It’s July. Half the year is now officially over. In a few short months there will be open discussion about those 2016 resolutions.
Take a moment to evaluate the plans, decisions and resolutions you made in 2014 for 2015. Chances are that like everyone, you hit on a few and missed on a few. But the year isn’t over yet. There’s plenty of runway left before 2016 takes off.
So let’s take this time to cheat a little bit.
Let’s re-evaluate the remaining half of 2015 and throw some daggers at your unfulfilled resolutions and plans.
Last week I met with the shareholders of one of my businesses and we spent two hours doing nothing but throwing daggers at our own business. We tried to identify every challenge and problem so that we could prepare. Of course, we’re not soothsayers. We can’t see the future. But many businesses often hope for the best and plan for the best. 20 years in business has shown me that this is folly.
So before July is up, call a meeting with all of the decision makers in your company and throw some daggers at your business. If you don’t know where to start, here are a few bullseyes you can aim for.
How should the business spend on health care? Healthcare is a huge investment for a business and the Affordable Care Act has not simplified the process. I know several businesses that have saved a lot of money by bringing in a consultant to identify how to spend wisely in this area.
Are any business finances running through the personal accounts of any employees? This is not uncommon especially in small businesses. The problem is that running money through personal accounts tends to blur the line between legitimate business expenses and personal expenses. It’s best to make that a hard line so there is no confusion.
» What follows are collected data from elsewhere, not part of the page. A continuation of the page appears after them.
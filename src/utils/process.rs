// pgvault/src/utils/process.rs
//! Subprocess helpers for the dump and restore tools.
//!
//! Children are spawned with `kill_on_drop`, so dropping the surrounding
//! future (job cancellation or deadline) terminates the tool as well.

use flate2::read::MultiGzDecoder;
use std::process::{ExitStatus, Stdio};
use tokio::io::{AsyncReadExt, AsyncWriteExt};
use tokio::process::Command;
use tokio_util::io::SyncIoBridge;
use tracing::debug;

use crate::errors::{AppError, Result};
use crate::storage::ObjectReader;

pub fn tool_failure(tool: &str, status: ExitStatus, stderr: &[u8]) -> AppError {
    AppError::Command {
        tool: tool.to_string(),
        status: status.to_string(),
        stderr: String::from_utf8_lossy(stderr).trim().to_string(),
    }
}

/// Runs `command` to completion and returns its standard output.
pub async fn run_capture(mut command: Command, tool: &str) -> Result<Vec<u8>> {
    let output = command
        .stdin(Stdio::null())
        .stdout(Stdio::piped())
        .stderr(Stdio::piped())
        .kill_on_drop(true)
        .output()
        .await?;

    if !output.status.success() {
        return Err(tool_failure(tool, output.status, &output.stderr));
    }
    debug!(tool, bytes = output.stdout.len(), "tool finished");
    Ok(output.stdout)
}

/// Streams `reader` into the standard input of `command`, gunzipping on the
/// way when `gunzip` is set. Returns the number of bytes written to the tool.
pub async fn pipe_into(
    mut command: Command,
    tool: &str,
    reader: ObjectReader,
    gunzip: bool,
) -> Result<u64> {
    let mut child = command
        .stdin(Stdio::piped())
        .stdout(Stdio::null())
        .stderr(Stdio::piped())
        .kill_on_drop(true)
        .spawn()?;

    let mut stdin = child
        .stdin
        .take()
        .ok_or_else(|| std::io::Error::other(format!("{} stdin was not captured", tool)))?;
    let mut stderr = child
        .stderr
        .take()
        .ok_or_else(|| std::io::Error::other(format!("{} stderr was not captured", tool)))?;

    // Drained concurrently so a chatty tool never blocks on a full pipe.
    let stderr_task = tokio::spawn(async move {
        let mut buf = Vec::new();
        let _ = stderr.read_to_end(&mut buf).await;
        buf
    });

    let copied = if gunzip {
        let source = SyncIoBridge::new(reader);
        let mut sink = SyncIoBridge::new(stdin);
        tokio::task::spawn_blocking(move || -> std::io::Result<u64> {
            let mut decoder = MultiGzDecoder::new(source);
            let written = std::io::copy(&mut decoder, &mut sink)?;
            sink.shutdown()?;
            Ok(written)
        })
        .await
        .map_err(std::io::Error::other)
        .and_then(|result| result)
    } else {
        let mut source = reader;
        let result = tokio::io::copy(&mut source, &mut stdin).await;
        let _ = stdin.shutdown().await;
        drop(stdin);
        result
    };

    let status = child.wait().await?;
    let stderr = stderr_task.await.unwrap_or_default();

    // A tool that exits early breaks the pipe; its own exit status and
    // stderr are the useful diagnostics then.
    if !status.success() {
        return Err(tool_failure(tool, status, &stderr));
    }
    let written = copied?;
    debug!(tool, bytes = written, "streamed input into tool");
    Ok(written)
}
Are you assessing your IT infrastructure properly? IT is a common money pit. Most people don’t take advantage of technologies that can make their businesses run better, faster and more cost effectively because they don’t know better. Having a competent IT company audit your environment is an expense worth making because it could save you big long term bucks.
Are you charging enough? Many businesses fail to maintain profitability because they are not effectively balancing revenue against expenses.
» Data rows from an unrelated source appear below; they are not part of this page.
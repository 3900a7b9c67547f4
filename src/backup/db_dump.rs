// pgvault/src/backup/db_dump.rs
use async_trait::async_trait;
use std::path::PathBuf;
use tokio::process::Command;
use tracing::info;

use crate::config::ConnectionConfig;
use crate::errors::Result;
use crate::utils::{apply_connection_env, find_executable, process};

/// Produces a plain SQL dump of one database.
#[async_trait]
pub trait Dumper: Send + Sync {
    async fn dump(&self, connection: &ConnectionConfig) -> Result<Vec<u8>>;
}

/// `pg_dump` based dumper.
pub struct PgDump {
    executable: PathBuf,
}

impl PgDump {
    pub fn locate() -> Result<Self> {
        let executable = find_executable("pg_dump")?;
        info!(path = %executable.display(), "found pg_dump executable");
        Ok(Self { executable })
    }
}

/// Plain format, no ownership or privilege statements. The password never
/// appears on the command line.
pub fn dump_args(connection: &ConnectionConfig) -> Vec<String> {
    vec![
        "--host".to_string(),
        connection.host.clone(),
        "--port".to_string(),
        connection.port.to_string(),
        "--username".to_string(),
        connection.user.clone(),
        "--dbname".to_string(),
        connection.database.clone(),
        "--format=plain".to_string(),
        "--no-owner".to_string(),
        "--no-acl".to_string(),
        "--no-password".to_string(),
    ]
}

#[async_trait]
impl Dumper for PgDump {
    async fn dump(&self, connection: &ConnectionConfig) -> Result<Vec<u8>> {
        info!(
            host = %connection.host,
            port = connection.port,
            database = %connection.database,
            "running pg_dump"
        );
        let mut command = Command::new(&self.executable);
        command.args(dump_args(connection));
        apply_connection_env(&mut command, connection);

        let output = process::run_capture(command, "pg_dump").await?;
        info!(database = %connection.database, bytes = output.len(), "pg_dump finished");
        Ok(output)
    }
}

#[cfg(test)]
mod tests {
    use super::*;

    fn connection() -> ConnectionConfig {
        ConnectionConfig {
            host: "pg.internal".into(),
            port: 6543,
            database: "orders".into(),
            user: "backup".into(),
            password: "hunter2".into(),
            ssl_mode: "require".into(),
        }
    }

    #[test]
    fn test_dump_args_request_plain_ownerless_dump() {
        let args = dump_args(&connection());
        assert_eq!(
            args,
            vec![
                "--host", "pg.internal", "--port", "6543", "--username", "backup", "--dbname",
                "orders", "--format=plain", "--no-owner", "--no-acl", "--no-password",
            ]
        );
    }

    #[test]
    fn test_password_is_not_passed_as_argument() {
        assert!(!dump_args(&connection()).iter().any(|arg| arg.contains("hunter2")));
    }
}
What are our stop words? Are there words in your corporate language that are potential turn offs to clients? Or are you using language that is meaningful to you but that your audience doesn’t understand?
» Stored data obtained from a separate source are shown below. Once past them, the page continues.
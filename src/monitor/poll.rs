use crate::adb::DeviceBridge;
use crate::core::Result;
use crate::monitor::recording::Recording;
use crate::monitor::Shutdown;
use crate::sampler::{SampleOutcome, Sampler};
use crate::ui::ConsoleUi;
use chrono::Local;
use std::time::Duration;
use tokio::time::Instant;

#[derive(Debug, Clone)]
pub struct PollSettings {
    pub package: String,
    pub duration: Duration,
    pub interval: Duration,
    pub retry_delay: Duration,
}

#[derive(Debug, Clone, Copy, PartialEq, Eq)]
pub enum PollState {
    WaitingForProcess,
    Sampling { pid: u32 },
}

#[derive(Debug)]
pub struct RunOutcome {
    pub recording: Recording,
    pub restarts: u32,
    pub interrupted: bool,
}

pub async fn resolve_pid<B: DeviceBridge>(bridge: &B, package: &str) -> Result<Option<u32>> {
    let output = bridge.shell(&format!("pidof {package}")).await?;
    Ok(output
        .split_whitespace()
        .next()
        .and_then(|pid| pid.parse().ok()))
}

pub struct PollLoop<'a, B> {
    bridge: &'a B,
    settings: PollSettings,
    sampler: Sampler,
    shutdown: Shutdown,
    state: PollState,
}

impl<'a, B: DeviceBridge> PollLoop<'a, B> {
    pub fn new(bridge: &'a B, settings: PollSettings, sampler: Sampler, shutdown: Shutdown) -> Self {
        Self {
            bridge,
            settings,
            sampler,
            shutdown,
            state: PollState::WaitingForProcess,
        }
    }

    /// Runs until the duration elapses or the shutdown flag fires. Device errors
    /// are logged and retried, never fatal.
    pub async fn run(mut self) -> RunOutcome {
        let mut recording = Recording::new();
        let mut restarts = 0u32;

        let Some(mut pid) = self.wait_for_first_pid().await else {
            return RunOutcome {
                recording,
                restarts,
                interrupted: true,
            };
        };
        ConsoleUi::success(&format!("Found PID: {pid}"));
        self.state = PollState::Sampling { pid };

        let started = Instant::now();
        let mut interrupted = false;
        while started.elapsed() < self.settings.duration {
            if self.shutdown.is_triggered() {
                interrupted = true;
                break;
            }
            match self.lookup_pid().await {
                None => {
                    self.enter_waiting();
                    if self.shutdown.sleep(self.settings.retry_delay).await {
                        interrupted = true;
                        break;
                    }
                    continue;
                }
                Some(current) if current != pid => {
                    restarts += 1;
                    ConsoleUi::warn(&format!("App restarted with new PID: {current}"));
                    tracing::info!(old = pid, new = current, "target restarted");
                    self.sampler.reset();
                    pid = current;
                }
                Some(_) => {}
            }
            self.state = PollState::Sampling { pid };

            match self.sampler.sample(self.bridge, pid).await {
                Ok(SampleOutcome::Measured(reading)) => {
                    if recording.record_reading(Local::now(), &reading) {
                        let total = recording.process().last().map_or(0.0, |p| p.value);
                        ConsoleUi::sample_line(
                            started.elapsed(),
                            total,
                            reading.busiest_thread().map(|(n, v)| (n.as_str(), *v)),
                        );
                    }
                }
                Ok(SampleOutcome::Stopped) => {
                    self.enter_waiting();
                    if self.shutdown.sleep(self.settings.retry_delay).await {
                        interrupted = true;
                        break;
                    }
                    continue;
                }
                Ok(SampleOutcome::Primed) | Ok(SampleOutcome::Skipped) => {}
                Err(e) => {
                    ConsoleUi::warn(&format!("Sampling failed: {e}"));
                    tracing::warn!(error = %e, pid, "sample failed");
                }
            }

            if self.shutdown.sleep(self.settings.interval).await {
                interrupted = true;
                break;
            }
        }
        if interrupted {
            ConsoleUi::info("Stopped by user");
        }
        RunOutcome {
            recording,
            restarts,
            interrupted,
        }
    }

    async fn wait_for_first_pid(&mut self) -> Option<u32> {
        loop {
            if self.shutdown.is_triggered() {
                return None;
            }
            if let Some(pid) = self.lookup_pid().await {
                return Some(pid);
            }
            ConsoleUi::info("Waiting for app to start...");
            if self.shutdown.sleep(self.settings.retry_delay).await {
                return None;
            }
        }
    }

    async fn lookup_pid(&self) -> Option<u32> {
        match resolve_pid(self.bridge, &self.settings.package).await {
            Ok(pid) => pid,
            Err(e) => {
                tracing::warn!(error = %e, "pid lookup failed");
                None
            }
        }
    }

    fn enter_waiting(&mut self) {
        if let PollState::Sampling { pid } = self.state {
            ConsoleUi::warn("App stopped. Waiting...");
            tracing::info!(pid, "target stopped");
        }
        self.state = PollState::WaitingForProcess;
    }
}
How’s our logo? Like any art and design, logos go through trends. As good as your logo is, it will eventually begin to show its age and begin to feel dated to prospects and customers.
What does our visual identity say about us? Modern audiences don’t accept a disconnect between different marketing pieces. If your Facebook page looks different than your website and your website looks different than your business cards, you are going to turn off your audience; especially the younger, connected buyer.
Does the business have enough legal protection in the form of good contracts? If an out of state client fails to pay you and you need to sue them, do you do that in their state or in your state? If you don’t know the answer to that then you may have a weak contract. No contract is iron clad, but if your contracts leave more questions then answers, it may be time to reconsider them.
Do the principals of the company pose a risk if they die or get divorced? Mom and pop shops are great, but sometimes mom and pop grow to dislike each other and if they each own equity in the business, they may use the business as a weapon against each other. It sucks to say it, but things like this do happen. It’s good to be prepared.
Can your shareholders sell their stock and leave you with a partner you don’t want? I think the question says it all. Every business should have a “Buy/Sell” section in their shareholder agreement so that there are no unsettling surprises later.
Human Resources Daggers
Are your employees happy? This goes beyond salary. A good salary coupled with an unhappy employee can still be a recipe for disaster. “Happiness” is very difficult to define, but its been shown that happy employees lead to good business.
Are your employees trained? As the world changes, every business must adapt. No business should ever assume that employees will learn on their own. Some will and that’s great, but you want everyone on your team to be at their peak performance.
Do your employees have down time? Working your employees to the bone will hurt your business in the end. Your employees need down time, vacation and time with their families. If you deny them that, it’ll come back to haunt you.
This list can go on forever and it’s going to be different for each business. The key is to spend most of your time planning for all the good stuff, but dedicate some time to facing the possibilities that the “good stuff” may take a detour.
I’d love to hear your daggers in the comments.